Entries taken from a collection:
- - - - -
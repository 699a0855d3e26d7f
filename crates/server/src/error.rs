//! Errors reported back to a single connection.
//!
//! Everything that can go wrong while serving a request ends up as a
//! [`SessionError`]. The connection task turns it into a `CommandError` event
//! for the requesting client; no error ever changes another connection's state.

use huddle_api::proto::{self, server_event::Kind, ErrorKind};
use std::{future::Future, time::Duration};
use thiserror::Error;

use crate::registry::ConnId;

pub type SessionResult<T> = Result<T, SessionError>;

#[derive(Debug, Clone, PartialEq, Eq, Error)]
pub enum SessionError {
    #[error("Invalid username or password.")]
    Unauthenticated,

    #[error("Room '{0}' does not exist.")]
    RoomNotFound(String),

    #[error("You are not in a room. Join one first.")]
    NotInRoom,

    #[error("You are not in the specified room. Please join it first.")]
    RoomMismatch { declared: String, current: String },

    #[error("delivery to connection {0} failed")]
    DeliveryFailure(ConnId),

    #[error("The server timed out, please try again.")]
    LookupTimeout,

    #[error("{0}")]
    InvalidRequest(&'static str),

    #[error("Username '{0}' is already taken.")]
    UsernameTaken(String),

    #[error("Could not allocate a room code after {attempts} attempts.")]
    CodeSpaceExhausted { attempts: u32 },

    #[error("room code {0} is already in use")]
    RoomCodeTaken(String),

    #[error("storage error: {0}")]
    Storage(String),
}

impl SessionError {
    /// Wire-level classification of this error.
    pub fn kind(&self) -> ErrorKind {
        match self {
            Self::Unauthenticated => ErrorKind::Unauthenticated,
            Self::RoomNotFound(_) => ErrorKind::RoomNotFound,
            Self::NotInRoom => ErrorKind::NotInRoom,
            Self::RoomMismatch { .. } => ErrorKind::RoomMismatch,
            Self::LookupTimeout => ErrorKind::LookupTimeout,
            Self::InvalidRequest(_) => ErrorKind::InvalidRequest,
            Self::UsernameTaken(_) => ErrorKind::UsernameTaken,
            Self::CodeSpaceExhausted { .. } => ErrorKind::CodeSpaceExhausted,
            Self::DeliveryFailure(_) | Self::RoomCodeTaken(_) | Self::Storage(_) => {
                ErrorKind::Internal
            }
        }
    }

    /// Build the envelope sent to the client that caused this error.
    pub fn to_envelope(&self) -> proto::Envelope {
        // Storage details stay in the server log.
        let message = match self {
            Self::Storage(_) | Self::RoomCodeTaken(_) | Self::DeliveryFailure(_) => {
                "Server error, please try again.".to_string()
            }
            other => other.to_string(),
        };
        huddle_api::server_event(Kind::Error(proto::CommandError {
            kind: self.kind() as i32,
            message,
        }))
    }
}

impl From<sled::Error> for SessionError {
    fn from(e: sled::Error) -> Self {
        Self::Storage(e.to_string())
    }
}

impl From<bincode::Error> for SessionError {
    fn from(e: bincode::Error) -> Self {
        Self::Storage(e.to_string())
    }
}

/// Run a collaborator call, failing with [`SessionError::LookupTimeout`] if it
/// does not finish within `limit`.
pub async fn bounded<T, F>(limit: Duration, fut: F) -> SessionResult<T>
where
    F: Future<Output = SessionResult<T>>,
{
    match tokio::time::timeout(limit, fut).await {
        Ok(result) => result,
        Err(_) => Err(SessionError::LookupTimeout),
    }
}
- - - - -
Copy exactly the stretch of data above from the line with "filename crates/server/src/error.rs" through the line with "The connection task", and omit all other lines.

filename crates/server/src/error.rs
//! Errors reported back to a single connection.
//!
//! Everything that can go wrong while serving a request ends up as a
//! [`SessionError`]. The connection task turns it into a `CommandError` event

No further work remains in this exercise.